İslamsızlık ve inançsızlık kelimelerinin bende çağrıştırdığı anlamlar çok farklı. İnançsızlık bir inanca bağlanmamak ve bu sorumluluğun getireceği ceza ve problemlere razı olmak. İslamsızlık ise aksine İslam olduğunu kabul edip hayatının bir çok kısmında bunu eylemlere dökememek. Böyle düşündüğümde İslamsızlığın bu dünyada daha fazla hasar bıraktığını düşünüyorum.
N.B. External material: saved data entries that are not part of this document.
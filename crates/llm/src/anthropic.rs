//! Anthropic Messages API provider.
//!
//! Anthropic streaming events differ from OpenAI's format:
//! - `message_start` — initial message metadata
//! - `content_block_start` — begin a content block
//! - `content_block_delta` — incremental text content
//! - `content_block_stop` — end of a content block
//! - `message_delta` — final stop_reason
//! - `message_stop` — end of message
//!
//! Events are mapped onto [`StreamChunk`] so the rest of the system only
//! ever sees the unified chunk shape.

use crate::{Choice, CompletionMeta, Delta, FinishReason, General, LLM, Message, Role, SseBuffer, StreamChunk};
use anyhow::Result;
use async_stream::try_stream;
use compact_str::CompactString;
use futures_util::{StreamExt, stream::BoxStream};
use reqwest::{Client, header::HeaderMap};
use serde::{Deserialize, Serialize};

/// Anthropic Messages API endpoint.
pub const ENDPOINT: &str = "https://api.anthropic.com/v1/messages";

/// Messages API version header value.
const API_VERSION: &str = "2023-06-01";

/// Beta header unlocking the 8192-token output cap on 3.5 Sonnet.
const BETA_MAX_TOKENS: &str = "max-tokens-3-5-sonnet-2024-07-15";

/// Anthropic streaming provider.
#[derive(Clone, Debug)]
pub struct Anthropic {
    client: Client,
    headers: HeaderMap,
    endpoint: String,
}

impl Anthropic {
    /// Create a provider against the default Messages API endpoint.
    pub fn new(client: Client, key: &str) -> Result<Self> {
        let mut headers = HeaderMap::new();
        headers.insert("content-type", "application/json".parse()?);
        headers.insert("accept", "text/event-stream".parse()?);
        headers.insert("x-api-key", key.parse()?);
        headers.insert("anthropic-version", API_VERSION.parse()?);
        headers.insert("anthropic-beta", BETA_MAX_TOKENS.parse()?);
        Ok(Self {
            client,
            headers,
            endpoint: ENDPOINT.to_owned(),
        })
    }

    /// The request headers sent with every call.
    pub fn headers(&self) -> &HeaderMap {
        &self.headers
    }
}

/// Request body for the Messages API.
#[derive(Debug, Clone, Serialize)]
pub struct Request {
    model: CompactString,
    max_tokens: u32,
    #[serde(skip_serializing_if = "Option::is_none")]
    temperature: Option<f32>,
    #[serde(skip_serializing_if = "Option::is_none")]
    top_p: Option<f32>,
    #[serde(skip_serializing_if = "Option::is_none")]
    system: Option<String>,
    #[serde(skip_serializing_if = "Vec::is_empty")]
    messages: Vec<Message>,
    stream: bool,
}

impl From<General> for Request {
    fn from(config: General) -> Self {
        Self {
            model: config.model,
            max_tokens: config.max_tokens,
            temperature: config.temperature,
            top_p: config.top_p,
            system: None,
            messages: Vec::new(),
            stream: true,
        }
    }
}

impl Request {
    /// Attach messages, lifting system messages into the top-level
    /// `system` field. The Messages API accepts only user and assistant
    /// roles in `messages`.
    pub fn messages(mut self, messages: &[Message]) -> Self {
        let mut system: Option<String> = None;
        let mut rest = Vec::with_capacity(messages.len());
        for message in messages {
            match message.role {
                Role::System => match system.as_mut() {
                    Some(s) => {
                        s.push_str("\n\n");
                        s.push_str(&message.content);
                    }
                    None => system = Some(message.content.clone()),
                },
                _ => rest.push(message.clone()),
            }
        }
        self.system = system;
        self.messages = rest;
        self
    }

    /// The lifted system prompt, if any.
    pub fn system(&self) -> Option<&str> {
        self.system.as_deref()
    }

    /// The user/assistant messages sent in the body.
    pub fn conversation(&self) -> &[Message] {
        &self.messages
    }
}

/// A raw SSE event from the Anthropic streaming API.
#[derive(Debug, Deserialize)]
#[serde(tag = "type")]
pub enum Event {
    /// Initial message metadata.
    #[serde(rename = "message_start")]
    MessageStart { message: MessageMeta },
    /// Begin a content block.
    #[serde(rename = "content_block_start")]
    ContentBlockStart { content_block: ContentBlock },
    /// Incremental content within a block.
    #[serde(rename = "content_block_delta")]
    ContentBlockDelta { delta: BlockDelta },
    /// End of a content block.
    #[serde(rename = "content_block_stop")]
    ContentBlockStop {},
    /// Final message delta (stop reason).
    #[serde(rename = "message_delta")]
    MessageDelta { delta: MessageDeltaBody },
    /// End of message.
    #[serde(rename = "message_stop")]
    MessageStop,
    /// Ping (keep-alive).
    #[serde(rename = "ping")]
    Ping,
    /// Catch-all for unknown event types.
    #[serde(other)]
    Unknown,
}

#[derive(Debug, Deserialize)]
pub struct MessageMeta {
    pub id: CompactString,
    pub model: CompactString,
}

#[derive(Debug, Deserialize)]
#[serde(tag = "type")]
pub enum ContentBlock {
    #[serde(rename = "text")]
    Text { text: String },
}

#[derive(Debug, Deserialize)]
#[serde(tag = "type")]
pub enum BlockDelta {
    #[serde(rename = "text_delta")]
    TextDelta { text: String },
}

#[derive(Debug, Deserialize)]
pub struct MessageDeltaBody {
    pub stop_reason: Option<CompactString>,
}

impl Event {
    /// Convert this Anthropic event to a unified `StreamChunk`.
    /// Returns `None` for events that don't produce output.
    pub fn into_chunk(self) -> Option<StreamChunk> {
        match self {
            Self::MessageStart { message } => Some(StreamChunk {
                meta: CompletionMeta {
                    id: message.id,
                    object: "chat.completion.chunk".into(),
                    model: message.model,
                    ..Default::default()
                },
                ..Default::default()
            }),
            Self::ContentBlockStart {
                content_block: ContentBlock::Text { text },
            } => {
                if text.is_empty() {
                    None
                } else {
                    Some(StreamChunk::text(text))
                }
            }
            Self::ContentBlockDelta {
                delta: BlockDelta::TextDelta { text },
            } => Some(StreamChunk::text(text)),
            Self::MessageDelta { delta } => {
                let reason = delta.stop_reason.as_deref().map(|r| match r {
                    "end_turn" | "stop" | "stop_sequence" => FinishReason::Stop,
                    "max_tokens" => FinishReason::Length,
                    _ => FinishReason::Other,
                })?;
                Some(StreamChunk {
                    choices: vec![Choice {
                        delta: Delta::default(),
                        finish_reason: Some(reason),
                        ..Default::default()
                    }],
                    ..Default::default()
                })
            }
            Self::ContentBlockStop {} | Self::MessageStop | Self::Ping | Self::Unknown => None,
        }
    }
}

impl LLM for Anthropic {
    type ChatConfig = Request;

    fn stream(
        &self,
        config: Request,
        messages: &[Message],
    ) -> BoxStream<'static, Result<StreamChunk>> {
        let body = config.messages(messages);
        let request = self
            .client
            .post(&self.endpoint)
            .headers(self.headers.clone())
            .json(&body);

        Box::pin(try_stream! {
            tracing::debug!("sending messages request");
            let response = request.send().await?.error_for_status()?;
            let mut bytes = response.bytes_stream();
            let mut buffer = SseBuffer::new();
            while let Some(chunk) = bytes.next().await {
                let chunk = chunk?;
                for data in buffer.feed(&chunk) {
                    match serde_json::from_str::<Event>(&data) {
                        Ok(event) => {
                            if let Some(parsed) = event.into_chunk() {
                                yield parsed;
                            }
                        }
                        Err(e) => tracing::warn!("failed to parse event: {e}, data: {data}"),
                    }
                }
            }
            tracing::debug!("messages stream closed");
        })
    }
}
Allah’ın vahiy aracılığı ile indirdiği dine teslim olduğunu ve iman ettiğini söyleyen, son araştırmalarda tahmini 2 milyar insan ve dünya nüfusunun yaklaşık %24.1’ini oluşturan bir ümmette bu kadar problem varken bunun Allah’ın dini İslam ile alakalı değil de İslamsızlıkla alakalı olduğunu düşünüyorum.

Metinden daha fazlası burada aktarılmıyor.